退院してから悪い物ではなかったと電話で報告した。両親と一緒に住んでいる弟が仕事で東京に出て来て我が家に立ち寄り、その際、子供たちが『初期だから大丈夫』と言ってしまい、ガンであることが分かってしまった。驚いた弟が病院まで来てくれ、まだ手術前だった私は元気一杯だったが、両親には内緒にしておいてと頼むしかなかった。
同じ家に住んでいるのに秘密が出来てしまい弟には悪い事をしたとおもう。とうさん、かあさん、本当の事が言えなくてごめんなさい。私が60歳ぐらいになったら正直に言えると思うのでそれまで長生きしてくださいね 。
▼訳の分からぬ代物
告知後、主人は色々な本を読みまくり、とうとう決心してある日、大金を持って出かけた。習志野市の何とか言う病院にガンに良く効く薬があると言う。無学な私は聞いた事もなかったが、あちこちの本に最近よく載っている薬で是非飲んで欲しいと言われたが名前を見て驚いた。冬の虫に夏の草と書いて冬虫夏草。多分、虫や草を煎じてある物だとは想像がついた。
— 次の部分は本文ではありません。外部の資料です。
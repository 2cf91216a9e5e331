// Copyright 2023 Remi Bernotavicius

//! Stock keeping: whether a recipe can be cooked, cooking it, and restocking.
//!
//! Every operation reads one snapshot of the stock inside a SQLite `BEGIN IMMEDIATE`
//! transaction, does its arithmetic against that snapshot, and writes its results before the
//! transaction ends. The immediate transaction holds the database write lock from the first read,
//! so two cooks can't both read the same stock and then overwrite each other.

use crate::database;
use crate::database::models::{
    Ingredient, IngredientId, NewIngredient, NewRecipeRequirement, NewShoppingItem, NewUsageLog,
    Recipe, RecipeId, RequirementId, ShoppingItemId, UsageKind, DEFAULT_CATEGORY,
};
use crate::database::query;
use diesel::prelude::Connection as _;
use std::fmt;

pub mod cook;
pub mod ledger;
pub mod shortfall;
pub mod sufficiency;
pub mod unit_conversion;

use ledger::StockLedger;
use sufficiency::Shortfall;

pub const PORTION_UNIT: &str = "porsiyon";

#[derive(Debug)]
pub enum Error {
    Persistence(diesel::result::Error),
    RecipeNotFound(RecipeId),
    IngredientNotFound(IngredientId),
    RequirementNotFound(RequirementId),
    ShoppingItemNotFound(ShoppingItemId),
    InvalidPurchase(f64),
}

impl fmt::Display for Error {
    fn fmt(&self, f: &mut fmt::Formatter<'_>) -> fmt::Result {
        match self {
            Self::Persistence(e) => write!(f, "database error: {e}"),
            Self::RecipeNotFound(id) => write!(f, "no recipe with id {id}"),
            Self::IngredientNotFound(id) => write!(f, "no ingredient with id {id}"),
            Self::RequirementNotFound(id) => write!(f, "no recipe requirement with id {id}"),
            Self::ShoppingItemNotFound(id) => write!(f, "no shopping list item with id {id}"),
            Self::InvalidPurchase(amount) => {
                write!(f, "purchased amount must be greater than zero, got {amount}")
            }
        }
    }
}

impl std::error::Error for Error {
    fn source(&self) -> Option<&(dyn std::error::Error + 'static)> {
        match self {
            Self::Persistence(e) => Some(e),
            _ => None,
        }
    }
}

impl From<diesel::result::Error> for Error {
    fn from(e: diesel::result::Error) -> Self {
        Self::Persistence(e)
    }
}

pub type Result<T> = std::result::Result<T, Error>;

/// Reads a quantity typed by a person. Anything unreadable or negative counts as zero.
pub fn parse_quantity(input: &str) -> f64 {
    let trimmed = input.trim();
    match trimmed.replace(',', ".").parse::<f64>() {
        Ok(v) if v.is_finite() && v >= 0.0 => v,
        _ => {
            log::warn!("couldn't read quantity {input:?}, using 0");
            0.0
        }
    }
}

/// Whether the item is running low, judged on its unit exactly as stored.
pub fn is_low_stock(item: &Ingredient) -> bool {
    match item.unit.as_str() {
        "kg" | "L" => item.quantity < 0.5,
        "adet" | "paket" | "bardak" => item.quantity < 2.0,
        "gr" | "ml" => item.quantity < 200.0,
        _ => false,
    }
}

/// Result of asking to cook a recipe.
#[derive(Debug, Clone, PartialEq)]
pub enum CookOutcome {
    /// The stock items after deduction.
    Cooked(Vec<Ingredient>),
    /// Nothing was deducted.
    Failed(Vec<Shortfall>),
}

impl CookOutcome {
    pub fn is_cooked(&self) -> bool {
        matches!(self, Self::Cooked(_))
    }

    pub fn shortfall_messages(&self) -> Vec<String> {
        match self {
            Self::Cooked(_) => vec![],
            Self::Failed(shortfalls) => shortfalls.iter().map(|s| s.to_string()).collect(),
        }
    }
}

fn snapshot(conn: &mut database::Connection) -> Result<StockLedger> {
    Ok(StockLedger::new(query::list_ingredients(conn)?))
}

pub fn find_recipe(conn: &mut database::Connection, recipe_id: RecipeId) -> Result<Recipe> {
    query::find_recipe_by_id(conn, recipe_id)?.ok_or(Error::RecipeNotFound(recipe_id))
}

pub fn find_ingredient(
    conn: &mut database::Connection,
    ingredient_id: IngredientId,
) -> Result<Ingredient> {
    query::find_ingredient_by_id(conn, ingredient_id)?
        .ok_or(Error::IngredientNotFound(ingredient_id))
}

pub fn check_sufficiency(
    conn: &mut database::Connection,
    recipe: &Recipe,
    portions: u32,
) -> Result<bool> {
    conn.immediate_transaction(|conn| {
        let requirements = query::list_requirements(conn, recipe.id)?;
        let ledger = snapshot(conn)?;
        Ok(sufficiency::is_sufficient(&requirements, portions, &ledger))
    })
}

/// The per-requirement version of [`check_sufficiency`].
pub fn shortfalls(
    conn: &mut database::Connection,
    recipe: &Recipe,
    portions: u32,
) -> Result<Vec<Shortfall>> {
    conn.immediate_transaction(|conn| {
        let requirements = query::list_requirements(conn, recipe.id)?;
        let ledger = snapshot(conn)?;
        Ok(sufficiency::shortfalls(&requirements, portions, &ledger))
    })
}

/// Deducts what `portions` portions of the recipe use from the stock, or nothing at all if any
/// requirement falls short. A successful cook is also recorded in the usage log.
pub fn cook(
    conn: &mut database::Connection,
    recipe: &Recipe,
    portions: u32,
) -> Result<CookOutcome> {
    conn.immediate_transaction(|conn| {
        let requirements = query::list_requirements(conn, recipe.id)?;
        let ledger = snapshot(conn)?;

        let plan = match cook::plan(&requirements, portions, &ledger) {
            Ok(plan) => plan,
            Err(shortfalls) => {
                log::info!(
                    "can't cook {:?} x{portions}: {} shortfall(s)",
                    recipe.name,
                    shortfalls.len()
                );
                return Ok(CookOutcome::Failed(shortfalls));
            }
        };

        for item in &plan.updated {
            query::update_ingredient_quantity(conn, item.id, item.quantity)?;
        }

        let now = chrono::Local::now().naive_local();
        query::insert_usage_log(
            conn,
            &NewUsageLog {
                item_name: recipe.name.clone(),
                item_type: UsageKind::Recipe,
                amount: f64::from(portions),
                unit: PORTION_UNIT.into(),
                created_at: now,
            },
        )?;
        for (name, amount, unit) in plan.consumed {
            query::insert_usage_log(
                conn,
                &NewUsageLog {
                    item_name: name,
                    item_type: UsageKind::Ingredient,
                    amount,
                    unit,
                    created_at: now,
                },
            )?;
        }

        log::info!(
            "cooked {:?} x{portions}, updated {} stock item(s)",
            recipe.name,
            plan.updated.len()
        );
        Ok(CookOutcome::Cooked(plan.updated))
    })
}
どんな苦いものだろうと、これは主人の祈りであり命令でもあった。病院の先生に相談したところあまり良い返事ではなかったが、手術の後なら構いませんと言われた。手術の後主人は早速ビンに入った虫入りの飲み物を数本ずつ病室に持ち込み私の戸棚の中に入れて帰った。飲んでみて苦くもなく嫌いな味でもなかったから安心した。
▼手術
9月3日手術日に決まり、8月22日入院する。お産以来入院などしたことがなくいつも忙しくパートに体育館にと動いていたので少しのんびりしようと腹をくくりベッドに横になる。 3日の朝9時に手術室に入り、5時間かかって無事に回復室に戻る。家族は取っ た肺を見せてもらったそうだ。大きな傷が残ったけれど悪いガンさえ残っていな ければ良いと思った。
▼咳と痰
手術前に痰をしっかり出さないと色々な合併症になる話は聞いていた。次の日の朝から痰が出初め1日テッシュ1箱使うほどだ。一つの痰を出すのに咳を5 、6回しなければいけない。その咳が背中の傷にひびき汗だくになるほど痛い。吸入器を使って痰を出すのもまた傷が痛くて一苦労だ。売店に行く時もロビーでテレビを見る時も大きなテッシュの箱を持参して歩き回った。そんな日が1週間程続いてから大部屋に移り、その後楽しい入院生活が始まった。